I can tell you how much I weigh in stones and pounds, but not kilograms. I don't know if this is unusual.
Interesting
I would never have thought of that, the last time I was weighed it was done in kilos (I have no idea how many!). I suspect that you're not alone though by any means. I would contend though that this usage falls into the category I was suggesting above where it just a personal use and it makes no difference to anyone else how you prefer to weigh yourself.
I'm 47
We learnt mainly metric at school but my engineering apprenticeship was imperial. Now at work, room dimensions are metric but set sizes and projection screens remain stubbornly imperial. Because cable lengths are usually imprecise and variable according to the exact route (cable in 10m, 20m lengths etc, I look at the distance to be covered and think 30ft) I think in both metric and imperial although if I want to visualise a screen or set panel specified in metric I mentally roughly convert to imperial. I don't think I will ever get to thinking totally in metric.
I'm 33...
...and I think in a weird mishmash of centimetres, inches, feet, metres and miles.

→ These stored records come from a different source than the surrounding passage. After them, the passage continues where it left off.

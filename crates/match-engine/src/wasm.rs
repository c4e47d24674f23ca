//! WASM bindings for the browser front end

#![cfg(feature = "wasm")]

use wasm_bindgen::prelude::*;

use crate::{status_line, EngineConfig, EngineError, MatchEngine, Move, Resolution, Ticket};

/// Seed from the browser's own randomness and clock
fn entropy_seed() -> u64 {
    let noise = (js_sys::Math::random() * u32::MAX as f64) as u64;
    let now = js_sys::Date::now() as u64;
    (noise << 32) ^ now
}

#[derive(serde::Serialize)]
struct PendingInfo {
    ticket: u64,
    delay_ms: u64,
}

#[derive(serde::Serialize)]
struct MoveInfo {
    id: &'static str,
    label: &'static str,
    /// Tag of the move this one defeats
    beats: &'static str,
}

/// Engine handle owned by the page
#[wasm_bindgen]
pub struct WasmMatch {
    engine: MatchEngine,
}

#[wasm_bindgen]
impl WasmMatch {
    /// Standard pacing and history length
    #[wasm_bindgen(constructor)]
    pub fn new() -> Result<WasmMatch, JsError> {
        let engine = MatchEngine::new(EngineConfig::standard(), entropy_seed())
            .map_err(|e| JsError::new(&e.to_string()))?;
        Ok(Self { engine })
    }

    /// Build from a JSON config, e.g. `{"history_limit": 10}`
    pub fn with_config(config_json: &str) -> Result<WasmMatch, JsError> {
        let config = EngineConfig::from_json(config_json)
            .map_err(|e| JsError::new(&e.to_string()))?;
        let engine = MatchEngine::new(config, entropy_seed())
            .map_err(|e| JsError::new(&e.to_string()))?;
        Ok(Self { engine })
    }

    /// Start a round. Returns `{ticket, delay_ms}` to pass to `setTimeout`,
    /// or `null` when a round is already resolving.
    pub fn submit_move(&mut self, tag: &str) -> Result<JsValue, JsError> {
        let player: Move = tag.parse().map_err(|e: EngineError| JsError::new(&e.to_string()))?;
        self.start(player)
    }

    /// Same as `submit_move`, by button position (0 rock, 1 paper, 2 scissors)
    pub fn submit_index(&mut self, index: u8) -> Result<JsValue, JsError> {
        let player = Move::try_from(index).map_err(|e| JsError::new(&e.to_string()))?;
        self.start(player)
    }

    /// Timer callback. Returns false when the ticket was cancelled by a reset.
    pub fn resolve(&mut self, ticket: f64) -> bool {
        matches!(self.engine.resolve(Ticket(ticket as u64)), Resolution::Applied(_))
    }

    pub fn reset(&mut self) {
        self.engine.reset();
    }

    /// Current session: phase, moves, verdict, score, history
    pub fn snapshot(&self) -> Result<JsValue, JsError> {
        serde_wasm_bindgen::to_value(self.engine.session())
            .map_err(|e| JsError::new(&format!("Serialization error: {}", e)))
    }

    /// Text for the result chip
    pub fn status(&self) -> String {
        status_line(self.engine.session()).to_string()
    }
}

impl WasmMatch {
    fn start(&mut self, player: Move) -> Result<JsValue, JsError> {
        match self.engine.submit_move(player) {
            Some(pending) => {
                let info = PendingInfo {
                    ticket: pending.ticket.0,
                    delay_ms: pending.delay.as_millis() as u64,
                };
                serde_wasm_bindgen::to_value(&info)
                    .map_err(|e| JsError::new(&format!("Serialization error: {}", e)))
            }
            None => Ok(JsValue::NULL),
        }
    }
}

/// The three moves with their button labels
#[wasm_bindgen]
pub fn get_moves() -> Result<JsValue, JsError> {
    let moves: Vec<MoveInfo> = Move::ALL
        .iter()
        .map(|m| MoveInfo {
            id: m.as_str(),
            label: m.label(),
            beats: Move::ALL
                .iter()
                .find(|other| m.beats(**other))
                .map_or("", |other| other.as_str()),
        })
        .collect();

    serde_wasm_bindgen::to_value(&moves)
        .map_err(|e| JsError::new(&format!("Serialization error: {}", e)))
}
//! Match Engine for Rock-Paper-Scissors
//!
//! A human picks a move, an automated opponent picks one independently and
//! uniformly at random, and the pair is judged from the player's side.
//! The engine keeps the running score and a bounded most-recent-first
//! history, and models the opponent's "thinking" as a deferred,
//! cancellable resolution.
//! This crate is compiled to:
//! - Native (for tests and embedding hosts)
//! - WASM (for the browser front end)

mod config;
mod engine;
mod error;
mod moves;
mod random;
mod session;

#[cfg(feature = "wasm")]
mod wasm;

pub use config::EngineConfig;
pub use engine::{MatchEngine, Pending, Resolution, Ticket};
pub use error::EngineError;
pub use moves::{Move, Opponent, UniformOpponent, Verdict};
pub use random::SeededRng;
pub use session::{status_line, Phase, Round, RoundId, Score, Session};

/// Outcome table, player first
pub fn judge(player: Move, opponent: Move) -> Verdict {
    match (player, opponent) {
        (Move::Rock, Move::Rock) => Verdict::Draw,
        (Move::Paper, Move::Paper) => Verdict::Draw,
        (Move::Scissors, Move::Scissors) => Verdict::Draw,
        (Move::Rock, Move::Scissors) => Verdict::Win,
        (Move::Paper, Move::Rock) => Verdict::Win,
        (Move::Scissors, Move::Paper) => Verdict::Win,
        (Move::Rock, Move::Paper) => Verdict::Lose,
        (Move::Paper, Move::Scissors) => Verdict::Lose,
        (Move::Scissors, Move::Rock) => Verdict::Lose,
    }
}

#[cfg(test)]
mod tests {
    use super::*;

    #[test]
    fn test_outcome_table() {
        use Move::*;
        use Verdict::*;

        let table = [
            (Rock, Rock, Draw),
            (Rock, Paper, Lose),
            (Rock, Scissors, Win),
            (Paper, Rock, Win),
            (Paper, Paper, Draw),
            (Paper, Scissors, Lose),
            (Scissors, Rock, Lose),
            (Scissors, Paper, Win),
            (Scissors, Scissors, Draw),
        ];
        for (p, c, expected) in table {
            assert_eq!(judge(p, c), expected, "{} vs {}", p, c);
        }
    }

    #[test]
    fn test_outcome_counts() {
        let verdicts: Vec<_> = Move::ALL
            .iter()
            .flat_map(|p| Move::ALL.iter().map(move |c| judge(*p, *c)))
            .collect();
        assert_eq!(verdicts.iter().filter(|v| **v == Verdict::Win).count(), 3);
        assert_eq!(verdicts.iter().filter(|v| **v == Verdict::Lose).count(), 3);
        assert_eq!(verdicts.iter().filter(|v| **v == Verdict::Draw).count(), 3);
    }

    #[test]
    fn test_outcome_antisymmetric() {
        for p in Move::ALL {
            for c in Move::ALL {
                let mirrored = match judge(c, p) {
                    Verdict::Win => Verdict::Lose,
                    Verdict::Lose => Verdict::Win,
                    Verdict::Draw => Verdict::Draw,
                };
                assert_eq!(judge(p, c), mirrored);
                assert_eq!(judge(p, c) == Verdict::Win, p.beats(c));
            }
        }
    }
}
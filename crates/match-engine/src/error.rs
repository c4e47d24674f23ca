//! Engine error types

use thiserror::Error;

/// Failures at the engine boundary.
///
/// Submitting while a round is in flight and late resolutions after a
/// reset are ordinary outcomes, not errors; see [`crate::Resolution`].
#[derive(Error, Debug)]
pub enum EngineError {
    /// A move tag or index outside rock/paper/scissors.
    #[error("invalid move: {0:?}")]
    InvalidMove(String),

    /// Configuration values that cannot drive the engine.
    #[error("invalid config: {0}")]
    InvalidConfig(String),

    /// Configuration document could not be parsed.
    #[error("config parse error: {0}")]
    Config(#[from] serde_json::Error),
}
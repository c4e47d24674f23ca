//! Round state machine
//!
//! `Idle -> Resolving -> Resolved`, and from `Resolved` straight into a new
//! `Resolving` on the next submission. The opponent's "thinking" is a
//! deferred resolution: [`MatchEngine::submit_move`] hands back a
//! [`Pending`] with the delay, the host schedules a callback, and the
//! callback calls [`MatchEngine::resolve`] with the ticket it was given.
//! At most one ticket is outstanding; a reset invalidates it.

use std::time::Duration;

use log::{debug, info, trace};
use serde::Serialize;

use crate::config::EngineConfig;
use crate::error::EngineError;
use crate::judge;
use crate::moves::{Move, Opponent, UniformOpponent};
use crate::random::SeededRng;
use crate::session::{Phase, Round, RoundId, Score, Session};

const OPPONENT_STREAM: u8 = 0;
const DELAY_STREAM: u8 = 1;

/// Handle for one scheduled resolution
#[derive(Clone, Copy, Debug, PartialEq, Eq, Hash, Serialize)]
#[serde(transparent)]
pub struct Ticket(pub u64);

/// A round in flight: resolve it with `ticket` once `delay` has elapsed
#[derive(Clone, Copy, Debug, PartialEq, Eq)]
pub struct Pending {
    pub ticket: Ticket,
    pub delay: Duration,
}

/// What happened when a scheduled resolution fired
#[derive(Clone, Debug, PartialEq, Eq)]
pub enum Resolution {
    /// The round was recorded
    Applied(Round),
    /// The ticket no longer matches the round in flight; nothing changed
    Stale,
}

/// The round waiting on its scheduled resolution
#[derive(Clone, Copy, Debug)]
struct InFlight {
    ticket: Ticket,
    player: Move,
}

/// Single-player match against an automated opponent
#[derive(Debug)]
pub struct MatchEngine<O = UniformOpponent> {
    config: EngineConfig,
    session: Session,
    opponent: O,
    delay_rng: SeededRng,
    /// Bumped on every accepted submission and on reset
    generation: u64,
    outstanding: Option<InFlight>,
    /// Never rewound, not even by reset
    next_round_id: u64,
}

impl MatchEngine<UniformOpponent> {
    /// Engine with a uniformly random opponent
    pub fn new(config: EngineConfig, seed: u64) -> Result<Self, EngineError> {
        let root = SeededRng::new(seed);
        let opponent = UniformOpponent::new(root.fork(OPPONENT_STREAM));
        Self::with_opponent(config, seed, opponent)
    }
}

impl<O: Opponent> MatchEngine<O> {
    /// Engine with a caller-supplied opponent. `seed` drives the delay draws.
    pub fn with_opponent(
        config: EngineConfig,
        seed: u64,
        opponent: O,
    ) -> Result<Self, EngineError> {
        config.validate()?;
        Ok(Self {
            config,
            session: Session::new(),
            opponent,
            delay_rng: SeededRng::new(seed).fork(DELAY_STREAM),
            generation: 0,
            outstanding: None,
            next_round_id: 0,
        })
    }

    /// Start a round with the player's move.
    ///
    /// Returns `None` without touching anything while a round is already
    /// resolving.
    pub fn submit_move(&mut self, player: Move) -> Option<Pending> {
        if self.session.phase == Phase::Resolving {
            debug!("ignoring {} while round {:?} is resolving", player, self.outstanding());
            return None;
        }

        self.generation += 1;
        let ticket = Ticket(self.generation);
        self.outstanding = Some(InFlight { ticket, player });
        self.session.begin(player);

        let delay = self.config.draw_delay(&mut self.delay_rng);
        debug!("player chose {}, resolving {:?} in {} ms", player, ticket, delay.as_millis());
        Some(Pending { ticket, delay })
    }

    /// Finish the round issued under `ticket`.
    pub fn resolve(&mut self, ticket: Ticket) -> Resolution {
        let player = match self.outstanding {
            Some(in_flight) if in_flight.ticket == ticket => in_flight.player,
            _ => {
                debug!(
                    "discarding stale resolution {:?} (outstanding {:?})",
                    ticket,
                    self.outstanding()
                );
                return Resolution::Stale;
            }
        };
        self.outstanding = None;

        let opponent = self.opponent.choose();
        let verdict = judge(player, opponent);
        let round = Round { id: RoundId(self.next_round_id), verdict, player, opponent };
        self.next_round_id += 1;

        let evicted = self.session.settle(round.clone(), self.config.history_limit);
        if evicted > 0 {
            trace!("history full, evicted {} round(s)", evicted);
        }
        debug!(
            "round {} resolved: {} vs {} -> {:?}",
            round.id.0, player, opponent, verdict
        );
        Resolution::Applied(round)
    }

    /// Clear score, history and any round in flight.
    pub fn reset(&mut self) {
        if let Some(in_flight) = self.outstanding.take() {
            debug!("reset cancels pending {:?}", in_flight.ticket);
        }
        self.generation += 1;
        self.session.clear();
        info!("session reset");
    }

    pub fn session(&self) -> &Session {
        &self.session
    }

    pub fn phase(&self) -> Phase {
        self.session.phase
    }

    pub fn score(&self) -> Score {
        self.session.score
    }

    /// Recorded rounds, most recent first
    pub fn history(&self) -> impl Iterator<Item = &Round> {
        self.session.history.iter()
    }

    /// Ticket of the round currently resolving
    pub fn outstanding(&self) -> Option<Ticket> {
        self.outstanding.map(|in_flight| in_flight.ticket)
    }

    pub fn config(&self) -> &EngineConfig {
        &self.config
    }
}
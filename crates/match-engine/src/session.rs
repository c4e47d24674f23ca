//! Observable session state: score, bounded history, current phase

use std::collections::VecDeque;

use serde::{Deserialize, Serialize};

use crate::moves::{Move, Verdict};

/// Identifier for a recorded round, unique for the life of an engine
#[derive(Clone, Copy, Debug, PartialEq, Eq, Hash, PartialOrd, Ord, Serialize, Deserialize)]
#[serde(transparent)]
pub struct RoundId(pub u64);

/// A completed round
#[derive(Clone, Debug, PartialEq, Eq, Serialize, Deserialize)]
pub struct Round {
    pub id: RoundId,
    pub verdict: Verdict,
    pub player: Move,
    pub opponent: Move,
}

/// Running totals. Every resolved round bumps exactly one counter.
#[derive(Clone, Copy, Debug, Default, PartialEq, Eq, Serialize, Deserialize)]
pub struct Score {
    pub player_wins: u64,
    pub opponent_wins: u64,
    pub draws: u64,
}

impl Score {
    pub fn record(&mut self, verdict: Verdict) {
        match verdict {
            Verdict::Win => self.player_wins = self.player_wins.saturating_add(1),
            Verdict::Lose => self.opponent_wins = self.opponent_wins.saturating_add(1),
            Verdict::Draw => self.draws = self.draws.saturating_add(1),
        }
    }

    /// Rounds resolved since the last reset
    pub fn total(&self) -> u64 {
        self.player_wins
            .saturating_add(self.opponent_wins)
            .saturating_add(self.draws)
    }
}

/// Where the engine is in its round cycle
#[derive(Clone, Copy, Debug, Default, PartialEq, Eq, Serialize, Deserialize)]
#[serde(rename_all = "lowercase")]
pub enum Phase {
    /// No round in flight and nothing revealed
    #[default]
    Idle,
    /// Player has chosen; opponent is "thinking"
    Resolving,
    /// Both moves and the verdict are visible
    Resolved,
}

/// Snapshot read by the presentation layer after every transition
#[derive(Clone, Debug, Default, PartialEq, Eq, Serialize, Deserialize)]
pub struct Session {
    pub phase: Phase,
    pub player_move: Option<Move>,
    pub opponent_move: Option<Move>,
    pub verdict: Option<Verdict>,
    pub score: Score,
    /// Most recent first
    pub history: VecDeque<Round>,
}

impl Session {
    pub fn new() -> Self {
        Self::default()
    }

    /// Enter `Resolving` with a fresh player move; stale reveal is cleared.
    pub(crate) fn begin(&mut self, player: Move) {
        self.phase = Phase::Resolving;
        self.player_move = Some(player);
        self.opponent_move = None;
        self.verdict = None;
    }

    /// Reveal a round, count it and log it. Returns how many old rounds were evicted.
    pub(crate) fn settle(&mut self, round: Round, history_limit: usize) -> usize {
        self.phase = Phase::Resolved;
        self.player_move = Some(round.player);
        self.opponent_move = Some(round.opponent);
        self.verdict = Some(round.verdict);
        self.score.record(round.verdict);

        self.history.push_front(round);
        let evicted = self.history.len().saturating_sub(history_limit);
        self.history.truncate(history_limit);
        evicted
    }

    pub(crate) fn clear(&mut self) {
        *self = Self::default();
    }
}

/// One-line status for the result chip
pub fn status_line(session: &Session) -> &'static str {
    match (session.phase, session.verdict) {
        (Phase::Resolving, _) => "La CPU está eligiendo...",
        (Phase::Resolved, Some(verdict)) => verdict.label(),
        _ => "Elige tu jugada",
    }
}

#[cfg(test)]
mod tests {
    use super::*;

    fn round(id: u64, verdict: Verdict) -> Round {
        Round { id: RoundId(id), verdict, player: Move::Rock, opponent: Move::Rock }
    }

    #[test]
    fn test_score_record() {
        let mut score = Score::default();
        score.record(Verdict::Win);
        score.record(Verdict::Win);
        score.record(Verdict::Lose);
        score.record(Verdict::Draw);
        assert_eq!(score, Score { player_wins: 2, opponent_wins: 1, draws: 1 });
        assert_eq!(score.total(), 4);
    }

    #[test]
    fn test_score_past_u32_range() {
        let edge = u32::MAX as u64;
        let mut score = Score { player_wins: edge, opponent_wins: edge, draws: 0 };
        score.record(Verdict::Win);
        assert_eq!(score.player_wins, u32::MAX as u64 + 1);
        assert_eq!(score.total(), 2 * u32::MAX as u64 + 1);

        let mut full = Score { player_wins: u64::MAX, opponent_wins: 1, draws: 0 };
        full.record(Verdict::Win);
        assert_eq!(full.player_wins, u64::MAX);
        assert_eq!(full.total(), u64::MAX);
    }

    #[test]
    fn test_begin_clears_previous_reveal() {
        let mut session = Session::new();
        session.begin(Move::Paper);
        session.settle(round(0, Verdict::Draw), 6);
        assert_eq!(session.opponent_move, Some(Move::Rock));

        session.begin(Move::Scissors);
        assert_eq!(session.phase, Phase::Resolving);
        assert_eq!(session.player_move, Some(Move::Scissors));
        assert_eq!(session.opponent_move, None);
        assert_eq!(session.verdict, None);
        // history and score survive into the next round
        assert_eq!(session.history.len(), 1);
        assert_eq!(session.score.draws, 1);
    }

    #[test]
    fn test_settle_evicts_oldest() {
        let mut session = Session::new();
        for id in 0..3 {
            assert_eq!(session.settle(round(id, Verdict::Win), 3), 0);
        }
        assert_eq!(session.settle(round(3, Verdict::Lose), 3), 1);

        let ids: Vec<_> = session.history.iter().map(|r| r.id.0).collect();
        assert_eq!(ids, vec![3, 2, 1]);
        assert_eq!(session.history.front().map(|r| r.id), Some(RoundId(3)));
        // eviction drops the log entry, never the count
        assert_eq!(session.score.total(), 4);
    }

    #[test]
    fn test_clear() {
        let mut session = Session::new();
        session.begin(Move::Rock);
        session.settle(round(0, Verdict::Win), 6);
        session.clear();
        assert_eq!(session, Session::default());
    }

    #[test]
    fn test_status_line() {
        let mut session = Session::new();
        assert_eq!(status_line(&session), "Elige tu jugada");
        session.begin(Move::Rock);
        assert_eq!(status_line(&session), "La CPU está eligiendo...");
        session.settle(round(0, Verdict::Lose), 6);
        assert_eq!(status_line(&session), "Perdiste");
    }

    #[test]
    fn test_snapshot_json_shape() {
        let mut session = Session::new();
        session.begin(Move::Rock);
        session.settle(
            Round {
                id: RoundId(7),
                verdict: Verdict::Win,
                player: Move::Rock,
                opponent: Move::Scissors,
            },
            6,
        );
        let value = serde_json::to_value(&session).unwrap();
        assert_eq!(value["phase"], "resolved");
        assert_eq!(value["verdict"], "win");
        assert_eq!(value["score"]["player_wins"], 1);
        assert_eq!(value["history"][0]["id"], 7);
        assert_eq!(value["history"][0]["opponent"], "scissors");
    }
}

Weight is ounces if I'm making a cake, kilos and grammes if I'm at the butcher's, stone and pounds if I'm on the scales.
Petrol is litres, unless I'm talking about engine efficiency, which is MPG, as Martin suggests. Pints of milk. Pints of beer. Litres of cooking oil.
And I tell time in Planck Units*.
(*not really.)
True
The reality is you have to be familiar with both.
But I was in the US and bought what was a 16 oz bottle of Diet Coke. I have no idea what 16 oz is in millilitres or pints.
Yeah, fluid oz?
That unit means sod all to me. Also: US recipes that call for "cups". Apparently really simple and useful, but I have no frame of reference.
That's easy!
16ozs is exactly one pint simple!...... as long as you're in the US. Pretty much everywhere else it's 0.8 of a pint.
What threw me
was that I didn't know if it was 16 oz by volume (i.e. fluid ounces) or 16 oz by weight.
(Plus I'd forgotten how many ounces were in a pint.)
When it's a jar!
Sorry.
Metric in everything but height
Telling me the bank robber was 187 cm tall means sod all, I'm afraid
yep -wot he said
.
The railway
Ever ahead of the game, we still work with miles and chains on the railway, so metric seems a little way off yet. Further off, at least, than that bloke in the top hat waving a red flag in front of my cab.
Digital vs imperial
Is there an imperial equivalent of a Megabyte? Or a Megapixel? As an Ipad owner who still prefers to read a paper and use Ektachrome, I would like to know. In metric Australia, pubs sell beer by the half litre rather than by the pint, though inevitably every state seems to have a different name for the glasses used (schooner/midi/pot etc).
No
A byte is 8 bits a kilobyte is 1024 bytes a megabyte is 1048576 bytes - hardly a metric measurement! Storage space is therefore more imperial than metric although it's normally described as binary.